- THE TASK: Repeat the whole of the data, keeping every detail the same.

- INFORMATION SUPPLIED:
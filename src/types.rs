//! Wire types received from the dashboard backend.
//!
//! The backend owns scoring and extraction; these are value objects taken
//! verbatim from each response. Decoding is lenient: a missing, `null` or
//! wrong-typed field becomes its empty value rather than failing the whole
//! fetch.

use chrono::{DateTime, NaiveDateTime, Utc};
use serde::de::DeserializeOwned;
use serde::{Deserialize, Deserializer, Serialize};

/// Treat `null` and values of the wrong shape like an absent field.
pub(crate) fn lenient<'de, D, T>(deserializer: D) -> Result<T, D::Error>
where
    D: Deserializer<'de>,
    T: Default + DeserializeOwned,
{
    let raw = serde_json::Value::deserialize(deserializer)?;
    Ok(serde_json::from_value(raw).unwrap_or_default())
}

/// Accept RFC 3339 or a naive ISO timestamp (assumed UTC). Anything else is `None`.
fn lenient_timestamp<'de, D>(deserializer: D) -> Result<Option<DateTime<Utc>>, D::Error>
where
    D: Deserializer<'de>,
{
    let raw = serde_json::Value::deserialize(deserializer)?;
    Ok(raw.as_str().and_then(parse_timestamp))
}

pub fn parse_timestamp(raw: &str) -> Option<DateTime<Utc>> {
    let raw = raw.trim();
    if let Ok(dt) = DateTime::parse_from_rfc3339(raw) {
        return Some(dt.with_timezone(&Utc));
    }
    NaiveDateTime::parse_from_str(raw, "%Y-%m-%dT%H:%M:%S%.f")
        .ok()
        .map(|naive| naive.and_utc())
}

// ============================================================================
// Dashboard entities
// ============================================================================

/// A work context: a cluster of related emails, documents and meetings.
#[derive(Debug, Clone, Default, PartialEq, Serialize, Deserialize)]
pub struct Context {
    #[serde(default, deserialize_with = "lenient")]
    pub id: String,
    #[serde(default, deserialize_with = "lenient")]
    pub name: String,
    #[serde(default, deserialize_with = "lenient")]
    pub related_items: Vec<String>,
    #[serde(default, deserialize_with = "lenient")]
    pub urgency: String,
    /// `YYYY-MM-DD`
    #[serde(default, deserialize_with = "lenient")]
    pub deadline: String,
    #[serde(default, deserialize_with = "lenient")]
    pub tasks: Vec<String>,
}

/// A task with its backend-computed priority score (0-100).
#[derive(Debug, Clone, Default, PartialEq, Serialize, Deserialize)]
pub struct Task {
    #[serde(default, deserialize_with = "lenient")]
    pub id: String,
    #[serde(default, deserialize_with = "lenient")]
    pub title: String,
    /// Name of the work context this task belongs to.
    #[serde(default, deserialize_with = "lenient")]
    pub context: String,
    #[serde(default, deserialize_with = "lenient")]
    pub deadline: Option<String>,
    #[serde(default, deserialize_with = "lenient")]
    pub priority_score: f64,
    #[serde(default, deserialize_with = "lenient")]
    pub status: String,
    #[serde(default, deserialize_with = "lenient")]
    pub explanation: String,
}

#[derive(Debug, Clone, Default, PartialEq, Serialize, Deserialize)]
pub struct CognitiveLoad {
    #[serde(default, deserialize_with = "lenient")]
    pub score: f64,
    #[serde(default, deserialize_with = "lenient")]
    pub status: String,
    #[serde(default, deserialize_with = "lenient")]
    pub active_contexts: u32,
    #[serde(default, deserialize_with = "lenient")]
    pub urgent_tasks: u32,
    #[serde(default, deserialize_with = "lenient")]
    pub switches: u32,
    #[serde(default, deserialize_with = "lenient")]
    pub breakdown: String,
}

impl CognitiveLoad {
    /// Decode a `cognitive_load` value. The backend sends `{}` when it has
    /// nothing to report, which is "no data", not a zero score.
    pub fn from_value(value: serde_json::Value) -> Option<Self> {
        match &value {
            serde_json::Value::Object(map) if !map.is_empty() => {
                serde_json::from_value(value).ok()
            }
            _ => None,
        }
    }
}

/// A behavioral observation, e.g. frequent context switching.
#[derive(Debug, Clone, Default, PartialEq, Serialize, Deserialize)]
pub struct Insight {
    #[serde(rename = "type", default, deserialize_with = "lenient")]
    pub kind: String,
    #[serde(default, deserialize_with = "lenient")]
    pub severity: String,
    #[serde(default, deserialize_with = "lenient")]
    pub count: Option<u32>,
    #[serde(default, deserialize_with = "lenient")]
    pub task: Option<String>,
    #[serde(default, deserialize_with = "lenient")]
    pub tasks: Option<Vec<String>>,
    #[serde(default, deserialize_with = "lenient")]
    pub message: String,
}

#[derive(Debug, Clone, Default, PartialEq, Serialize, Deserialize)]
pub struct Recommendation {
    #[serde(default, deserialize_with = "lenient")]
    pub action: String,
    #[serde(default, deserialize_with = "lenient")]
    pub reason: String,
    #[serde(default, deserialize_with = "lenient")]
    pub expected_impact: String,
}

/// Aggregate of every dashboard resource in one response.
#[derive(Debug, Clone, Default, PartialEq, Serialize, Deserialize)]
pub struct DashboardData {
    #[serde(default, deserialize_with = "lenient")]
    pub contexts: Vec<Context>,
    #[serde(default, deserialize_with = "lenient")]
    pub tasks: Vec<Task>,
    #[serde(default, deserialize_with = "load_field")]
    pub cognitive_load: Option<CognitiveLoad>,
    #[serde(default, deserialize_with = "lenient")]
    pub insights: Vec<Insight>,
    #[serde(default, deserialize_with = "lenient")]
    pub recommendations: Vec<Recommendation>,
}

fn load_field<'de, D>(deserializer: D) -> Result<Option<CognitiveLoad>, D::Error>
where
    D: Deserializer<'de>,
{
    let value = serde_json::Value::deserialize(deserializer)?;
    Ok(CognitiveLoad::from_value(value))
}

// ============================================================================
// Google link
// ============================================================================

/// Link status as reported by `/api/google/status`.
#[derive(Debug, Clone, Default, PartialEq, Serialize, Deserialize)]
pub struct LinkStatus {
    #[serde(default, deserialize_with = "lenient")]
    pub connected: bool,
    #[serde(default, deserialize_with = "lenient_timestamp")]
    pub last_sync: Option<DateTime<Utc>>,
    #[serde(default, deserialize_with = "lenient")]
    pub has_calendar_data: bool,
    #[serde(default, deserialize_with = "lenient")]
    pub has_email_data: bool,
}

#[derive(Debug, Clone, Default, PartialEq, Eq, Serialize, Deserialize)]
pub struct SyncedCounts {
    #[serde(default, deserialize_with = "lenient")]
    pub calendar: u32,
    #[serde(default, deserialize_with = "lenient")]
    pub emails: u32,
}

/// Body of a completed `/api/google/sync` call.
#[derive(Debug, Clone, Default, PartialEq, Serialize, Deserialize)]
pub struct SyncReport {
    /// `success`, `partial` or `error`.
    #[serde(default, deserialize_with = "lenient")]
    pub status: String,
    #[serde(default, deserialize_with = "lenient")]
    pub synced: SyncedCounts,
    #[serde(default, deserialize_with = "lenient_timestamp")]
    pub timestamp: Option<DateTime<Utc>>,
    #[serde(default, deserialize_with = "lenient")]
    pub errors: Vec<String>,
}

impl SyncReport {
    /// The backend completed the pass but one source failed.
    pub fn is_partial(&self) -> bool {
        self.status == "partial"
    }

    /// The backend completed the request but the pass itself failed.
    pub fn is_failure(&self) -> bool {
        self.status == "error"
    }
}

// ============================================================================
// Assistant
// ============================================================================

#[derive(Debug, Clone, Default, PartialEq, Serialize, Deserialize)]
pub struct AssistantContextUsed {
    #[serde(default, deserialize_with = "lenient")]
    pub contexts: u32,
    #[serde(default, deserialize_with = "lenient")]
    pub tasks: u32,
    #[serde(default, deserialize_with = "lenient")]
    pub load_score: f64,
}

#[derive(Debug, Clone, Default, PartialEq, Serialize, Deserialize)]
pub struct AssistantReply {
    #[serde(default, deserialize_with = "lenient")]
    pub response: String,
    #[serde(default, deserialize_with = "lenient")]
    pub context_used: Option<AssistantContextUsed>,
}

- YOUR RESPONSE:
filename src/types.rs
//! Wire types received from the dashboard backend.
//!
//! The backend owns scoring and extraction; these are value objects taken
//! verbatim from each response. Decoding is lenient: a missing, `null` or
//! wrong-typed field becomes its empty value rather than failing the whole
//! fetch.

use chrono::{DateTime, NaiveDateTime, Utc};
use serde::de::DeserializeOwned;
use serde::{Deserialize, Deserializer, Serialize};

/// Treat `null` and values of the wrong shape like an absent field.
pub(crate) fn lenient<'de, D, T>(deserializer: D) -> Result<T, D::Error>
where
    D: Deserializer<'de>,
    T: Default + DeserializeOwned,
{
    let raw = serde_json::Value::deserialize(deserializer)?;
    Ok(serde_json::from_value(raw).unwrap_or_default())
}

/// Accept RFC 3339 or a naive ISO timestamp (assumed UTC). Anything else is `None`.
fn lenient_timestamp<'de, D>(deserializer: D) -> Result<Option<DateTime<Utc>>, D::Error>
where
    D: Deserializer<'de>,
{
    let raw = serde_json::Value::deserialize(deserializer)?;
    Ok(raw.as_str().and_then(parse_timestamp))
}

pub fn parse_timestamp(raw: &str) -> Option<DateTime<Utc>> {
    let raw = raw.trim();
    if let Ok(dt) = DateTime::parse_from_rfc3339(raw) {
        return Some(dt.with_timezone(&Utc));
    }
    NaiveDateTime::parse_from_str(raw, "%Y-%m-%dT%H:%M:%S%.f")
        .ok()
        .map(|naive| naive.and_utc())
}

// ============================================================================
// Dashboard entities
// ============================================================================

/// A work context: a cluster of related emails, documents and meetings.
#[derive(Debug, Clone, Default, PartialEq, Serialize, Deserialize)]
pub struct Context {
    #[serde(default, deserialize_with = "lenient")]
    pub id: String,
    #[serde(default, deserialize_with = "lenient")]
    pub name: String,
    #[serde(default, deserialize_with = "lenient")]
    pub related_items: Vec<String>,
    #[serde(default, deserialize_with = "lenient")]
    pub urgency: String,
    /// `YYYY-MM-DD`
    #[serde(default, deserialize_with = "lenient")]
    pub deadline: String,
    #[serde(default, deserialize_with = "lenient")]
    pub tasks: Vec<String>,
}

/// A task with its backend-computed priority score (0-100).
#[derive(Debug, Clone, Default, PartialEq, Serialize, Deserialize)]
pub struct Task {
    #[serde(default, deserialize_with = "lenient")]
    pub id: String,
    #[serde(default, deserialize_with = "lenient")]
    pub title: String,
    /// Name of the work context this task belongs to.
    #[serde(default, deserialize_with = "lenient")]
    pub context: String,
    #[serde(default, deserialize_with = "lenient")]
    pub deadline: Option<String>,
    #[serde(default, deserialize_with = "lenient")]
    pub priority_score: f64,
    #[serde(default, deserialize_with = "lenient")]
    pub status: String,
    #[serde(default, deserialize_with = "lenient")]
    pub explanation: String,
}

#[derive(Debug, Clone, Default, PartialEq, Serialize, Deserialize)]
pub struct CognitiveLoad {
    #[serde(default, deserialize_with = "lenient")]
    pub score: f64,
    #[serde(default, deserialize_with = "lenient")]
    pub status: String,
    #[serde(default, deserialize_with = "lenient")]
    pub active_contexts: u32,
    #[serde(default, deserialize_with = "lenient")]
    pub urgent_tasks: u32,
    #[serde(default, deserialize_with = "lenient")]
    pub switches: u32,
    #[serde(default, deserialize_with = "lenient")]
    pub breakdown: String,
}

impl CognitiveLoad {
    /// Decode a `cognitive_load` value. The backend sends `{}` when it has
    /// nothing to report, which is "no data", not a zero score.
    pub fn from_value(value: serde_json::Value) -> Option<Self> {
        match &value {
            serde_json::Value::Object(map) if !map.is_empty() => {
                serde_json::from_value(value).ok()
            }
            _ => None,
        }
    }
}

/// A behavioral observation, e.g. frequent context switching.
#[derive(Debug, Clone, Default, PartialEq, Serialize, Deserialize)]
pub struct Insight {
    #[serde(rename = "type", default, deserialize_with = "lenient")]
    pub kind: String,
    #[serde(default, deserialize_with = "lenient")]
    pub severity: String,
    #[serde(default, deserialize_with = "lenient")]
    pub count: Option<u32>,
    #[serde(default, deserialize_with = "lenient")]
    pub task: Option<String>,
    #[serde(default, deserialize_with = "lenient")]
    pub tasks: Option<Vec<String>>,
    #[serde(default, deserialize_with = "lenient")]
    pub message: String,
}

#[derive(Debug, Clone, Default, PartialEq, Serialize, Deserialize)]
pub struct Recommendation {
    #[serde(default, deserialize_with = "lenient")]
    pub action: String,
    #[serde(default, deserialize_with = "lenient")]
    pub reason: String,
    #[serde(default, deserialize_with = "lenient")]
    pub expected_impact: String,
}

/// Aggregate of every dashboard resource in one response.
#[derive(Debug, Clone, Default, PartialEq, Serialize, Deserialize)]
pub struct DashboardData {
    #[serde(default, deserialize_with = "lenient")]
    pub contexts: Vec<Context>,
    #[serde(default, deserialize_with = "lenient")]
    pub tasks: Vec<Task>,
    #[serde(default, deserialize_with = "load_field")]
    pub cognitive_load: Option<CognitiveLoad>,
    #[serde(default, deserialize_with = "lenient")]
    pub insights: Vec<Insight>,
    #[serde(default, deserialize_with = "lenient")]
    pub recommendations: Vec<Recommendation>,
}

fn load_field<'de, D>(deserializer: D) -> Result<Option<CognitiveLoad>, D::Error>
where
    D: Deserializer<'de>,
{
    let value = serde_json::Value::deserialize(deserializer)?;
    Ok(CognitiveLoad::from_value(value))
}

// ============================================================================
// Google link
// ============================================================================

/// Link status as reported by `/api/google/status`.
#[derive(Debug, Clone, Default, PartialEq, Serialize, Deserialize)]
pub struct LinkStatus {
    #[serde(default, deserialize_with = "lenient")]
    pub connected: bool,
    #[serde(default, deserialize_with = "lenient_timestamp")]
    pub last_sync: Option<DateTime<Utc>>,
    #[serde(default, deserialize_with = "lenient")]
    pub has_calendar_data: bool,
    #[serde(default, deserialize_with = "lenient")]
    pub has_email_data: bool,
}

#[derive(Debug, Clone, Default, PartialEq, Eq, Serialize, Deserialize)]
pub struct SyncedCounts {
    #[serde(default, deserialize_with = "lenient")]
    pub calendar: u32,
    #[serde(default, deserialize_with = "lenient")]
    pub emails: u32,
}

/// Body of a completed `/api/google/sync` call.
#[derive(Debug, Clone, Default, PartialEq, Serialize, Deserialize)]
pub struct SyncReport {
    /// `success`, `partial` or `error`.
    #[serde(default, deserialize_with = "lenient")]
    pub status: String,
    #[serde(default, deserialize_with = "lenient")]
    pub synced: SyncedCounts,
    #[serde(default, deserialize_with = "lenient_timestamp")]
    pub timestamp: Option<DateTime<Utc>>,
    #[serde(default, deserialize_with = "lenient")]
    pub errors: Vec<String>,
}

impl SyncReport {
    /// The backend completed the pass but one source failed.
    pub fn is_partial(&self) -> bool {
        self.status == "partial"
    }

    /// The backend completed the request but the pass itself failed.
    pub fn is_failure(&self) -> bool {
        self.status == "error"
    }
}

// ============================================================================
// Assistant
// ============================================================================

#[derive(Debug, Clone, Default, PartialEq, Serialize, Deserialize)]
pub struct AssistantContextUsed {
    #[serde(default, deserialize_with = "lenient")]
    pub contexts: u32,
    #[serde(default, deserialize_with = "lenient")]
    pub tasks: u32,
    #[serde(default, deserialize_with = "lenient")]
    pub load_score: f64,
}

#[derive(Debug, Clone, Default, PartialEq, Serialize, Deserialize)]
pub struct AssistantReply {
    #[serde(default, deserialize_with = "lenient")]
    pub response: String,
    #[serde(default, deserialize_with = "lenient")]
    pub context_used: Option<AssistantContextUsed>,
}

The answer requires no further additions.